* [Entries taken from a collection]:
-.-.-

//! Request envelope construction
//!
//! A [`CallSpec`] describes what to run (action, model, parameters); the
//! [`EnvelopeBuilder`] turns it into a [`RequestEnvelope`] by masking a copy of
//! the caller's modifiers, settling the identifier and attaching the instance.

use odxproxy_protocol::{Action, InstanceInfo, QueryModifiers, RequestEnvelope, RequestId};
use serde_json::{Value, json};

use crate::id::IdGenerator;

/// Action, model and shaped positional parameters of one call.
#[derive(Debug, Clone, PartialEq)]
pub struct CallSpec {
    /// Action to execute
    pub action: Action,
    /// Target model
    pub model: String,
    /// Method name, only set for [`Action::CallMethod`]
    pub fn_name: Option<String>,
    /// Positional parameters, already shaped for the action
    pub params: Vec<Value>,
}

impl CallSpec {
    fn new(action: Action, model: impl Into<String>, params: Vec<Value>) -> Self {
        Self {
            action,
            model: model.into(),
            fn_name: None,
            params,
        }
    }

    /// `search` with a domain passed through unchanged.
    pub fn search(model: impl Into<String>, params: Vec<Value>) -> Self {
        Self::new(Action::Search, model, params)
    }

    /// `search_read` with a domain passed through unchanged.
    pub fn search_read(model: impl Into<String>, params: Vec<Value>) -> Self {
        Self::new(Action::SearchRead, model, params)
    }

    /// `read`: the id list is the sole parameter.
    pub fn read(model: impl Into<String>, ids: &[i64]) -> Self {
        Self::new(Action::Read, model, vec![json!(ids)])
    }

    /// `fields_get`: never sends parameters.
    pub fn fields_get(model: impl Into<String>) -> Self {
        Self::new(Action::FieldsGet, model, Vec::new())
    }

    /// `search_count` with a domain passed through unchanged.
    pub fn search_count(model: impl Into<String>, params: Vec<Value>) -> Self {
        Self::new(Action::SearchCount, model, params)
    }

    /// `create` with the parameters passed through unchanged.
    pub fn create(model: impl Into<String>, params: Vec<Value>) -> Self {
        Self::new(Action::Create, model, params)
    }

    /// `write`: sends `[ids, values]`.
    pub fn write(model: impl Into<String>, ids: &[i64], values: Value) -> Self {
        Self::new(Action::Write, model, vec![json!(ids), values])
    }

    /// `unlink`: sends `[ids]`.
    pub fn unlink(model: impl Into<String>, ids: &[i64]) -> Self {
        Self::new(Action::Unlink, model, vec![json!(ids)])
    }

    /// `call_method` for an arbitrary model method.
    pub fn call_method(
        model: impl Into<String>,
        fn_name: impl Into<String>,
        params: Vec<Value>,
    ) -> Self {
        Self {
            fn_name: Some(fn_name.into()),
            ..Self::new(Action::CallMethod, model, params)
        }
    }
}

/// Assembles request envelopes for one instance.
#[derive(Debug, Clone, Copy)]
pub struct EnvelopeBuilder<'a> {
    instance: &'a InstanceInfo,
    ids: &'a dyn IdGenerator,
}

impl<'a> EnvelopeBuilder<'a> {
    /// Create a builder bound to `instance`, drawing fresh ids from `ids`.
    pub fn new(instance: &'a InstanceInfo, ids: &'a dyn IdGenerator) -> Self {
        Self { instance, ids }
    }

    /// Build the envelope for `call`.
    ///
    /// `keyword` is copied and masked for the action; the caller's value is
    /// left as it was. A non-empty `id` is kept verbatim, anything else gets
    /// a generated identifier.
    pub fn build(
        &self,
        call: CallSpec,
        keyword: &QueryModifiers,
        id: Option<&str>,
    ) -> RequestEnvelope {
        let id = match id {
            Some(id) if !id.is_empty() => RequestId::from(id),
            _ => RequestId::new(self.ids.generate()),
        };

        RequestEnvelope {
            id,
            action: call.action,
            model_id: call.model,
            keyword: Some(call.action.mask(keyword)),
            fn_name: call.fn_name,
            params: call.params,
            odoo_instance: self.instance.clone(),
        }
    }
}

#[cfg(test)]
mod tests {
    use super::*;
    use crate::id::UuidV7Generator;
    use odxproxy_protocol::RequestContext;
    use pretty_assertions::assert_eq;
    use rstest::rstest;
    use std::sync::atomic::{AtomicUsize, Ordering};

    #[derive(Debug, Default)]
    struct SequentialIds(AtomicUsize);

    impl IdGenerator for SequentialIds {
        fn generate(&self) -> String {
            format!("gen-{}", self.0.fetch_add(1, Ordering::SeqCst))
        }
    }

    fn instance() -> InstanceInfo {
        InstanceInfo::new("http://localhost:8069", 1, "demo", "secret-key")
    }

    fn everything() -> QueryModifiers {
        QueryModifiers::new()
            .fields(["name", "email"])
            .order("name asc")
            .limit(10)
            .offset(20)
            .context(RequestContext::new().tz("UTC"))
    }

    #[test]
    fn test_search_scenario() {
        let instance = instance();
        let ids = SequentialIds::default();
        let builder = EnvelopeBuilder::new(&instance, &ids);

        let keyword = QueryModifiers::new().context(RequestContext::new().tz("UTC"));
        let envelope = builder.build(
            CallSpec::search("res.partner", vec![json!("name"), json!("="), json!("Acme")]),
            &keyword,
            None,
        );

        assert_eq!(envelope.id.as_str(), "gen-0");
        assert_eq!(
            serde_json::to_value(&envelope).unwrap(),
            json!({
                "id": "gen-0",
                "action": "search",
                "model_id": "res.partner",
                "keyword": {"context": {"tz": "UTC"}},
                "params": ["name", "=", "Acme"],
                "odoo_instance": {
                    "url": "http://localhost:8069",
                    "user_id": 1,
                    "db": "demo",
                    "api_key": "secret-key"
                }
            })
        );
    }

    #[test]
    fn test_read_scenario() {
        let instance = instance();
        let builder = EnvelopeBuilder::new(&instance, &UuidV7Generator);

        let keyword = QueryModifiers::new().fields(["name"]).limit(10);
        let call = CallSpec::read("res.partner", &[1, 2, 3]);
        let envelope = builder.build(call, &keyword, Some("req-1"));

        assert_eq!(envelope.action, Action::Read);
        assert_eq!(envelope.id.as_str(), "req-1");
        assert_eq!(envelope.keyword, Some(QueryModifiers::new().fields(["name"])));
        assert_eq!(envelope.params, vec![json!([1, 2, 3])]);

        // Caller's modifiers are untouched.
        assert_eq!(keyword.limit, Some(10));
    }

    #[rstest]
    #[case::search(CallSpec::search("m", vec![json!(["a", "=", 1])]), vec![json!(["a", "=", 1])])]
    #[case::search_read(CallSpec::search_read("m", vec![json!([])]), vec![json!([])])]
    #[case::read(CallSpec::read("m", &[7]), vec![json!([7])])]
    #[case::fields_get(CallSpec::fields_get("m"), vec![])]
    #[case::search_count(CallSpec::search_count("m", vec![json!([])]), vec![json!([])])]
    #[case::create(CallSpec::create("m", vec![json!({"name": "x"})]), vec![json!({"name": "x"})])]
    #[case::write(
        CallSpec::write("m", &[1, 2], json!({"name": "y"})),
        vec![json!([1, 2]), json!({"name": "y"})]
    )]
    #[case::unlink(CallSpec::unlink("m", &[3]), vec![json!([3])])]
    #[case::call_method(
        CallSpec::call_method("m", "action_confirm", vec![json!([4])]),
        vec![json!([4])]
    )]
    fn test_parameter_shaping(#[case] call: CallSpec, #[case] expected: Vec<Value>) {
        assert_eq!(call.params, expected);
    }

    #[rstest]
    #[case(Action::Search, QueryModifiers::new().context(RequestContext::new().tz("UTC")))]
    #[case(
        Action::Read,
        QueryModifiers::new()
            .fields(["name", "email"])
            .context(RequestContext::new().tz("UTC"))
    )]
    #[case(Action::FieldsGet, QueryModifiers::new().context(RequestContext::new().tz("UTC")))]
    #[case(Action::SearchRead, everything())]
    #[case(Action::SearchCount, everything())]
    #[case(Action::Create, everything())]
    #[case(Action::Write, everything())]
    #[case(Action::Unlink, everything())]
    #[case(Action::CallMethod, everything())]
    fn test_keyword_is_masked_per_action(#[case] action: Action, #[case] expected: QueryModifiers) {
        let instance = instance();
        let builder = EnvelopeBuilder::new(&instance, &UuidV7Generator);
        let call = CallSpec::new(action, "res.partner", Vec::new());

        let envelope = builder.build(call, &everything(), None);

        assert_eq!(envelope.keyword, Some(expected));
    }

    #[test]
    fn test_only_call_method_carries_fn_name() {
        let instance = instance();
        let builder = EnvelopeBuilder::new(&instance, &UuidV7Generator);
        let keyword = QueryModifiers::new();

        let envelope = builder.build(
            CallSpec::call_method("sale.order", "action_confirm", vec![json!([5])]),
            &keyword,
            None,
        );
        assert_eq!(envelope.fn_name.as_deref(), Some("action_confirm"));

        let envelope = builder.build(CallSpec::unlink("sale.order", &[5]), &keyword, None);
        assert_eq!(envelope.fn_name, None);
    }

    #[test]
    fn test_empty_id_is_replaced() {
        let instance = instance();
        let ids = SequentialIds::default();
        let builder = EnvelopeBuilder::new(&instance, &ids);
        let keyword = QueryModifiers::new();

        let first = builder.build(CallSpec::fields_get("res.partner"), &keyword, Some(""));
        let second = builder.build(CallSpec::fields_get("res.partner"), &keyword, None);

        assert_eq!(first.id.as_str(), "gen-0");
        assert_eq!(second.id.as_str(), "gen-1");
    }

    #[test]
    fn test_instance_is_attached_by_value() {
        let instance = instance();
        let builder = EnvelopeBuilder::new(&instance, &UuidV7Generator);

        let envelope = builder.build(
            CallSpec::fields_get("res.partner"),
            &QueryModifiers::new(),
            None,
        );

        assert_eq!(envelope.odoo_instance, instance);
        assert_eq!(envelope.odoo_instance.api_key(), "secret-key");
    }
}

-.-.-

* [TASK OBJECTIVE]: Scan the entries above and show each line that contains the word "RequestEnvelope".

* [YOUR RESPONSE]:
//! [`EnvelopeBuilder`] turns it into a [`RequestEnvelope`] by masking a copy of
use odxproxy_protocol::{Action, InstanceInfo, QueryModifiers, RequestEnvelope, RequestId};
    ) -> RequestEnvelope {
        RequestEnvelope {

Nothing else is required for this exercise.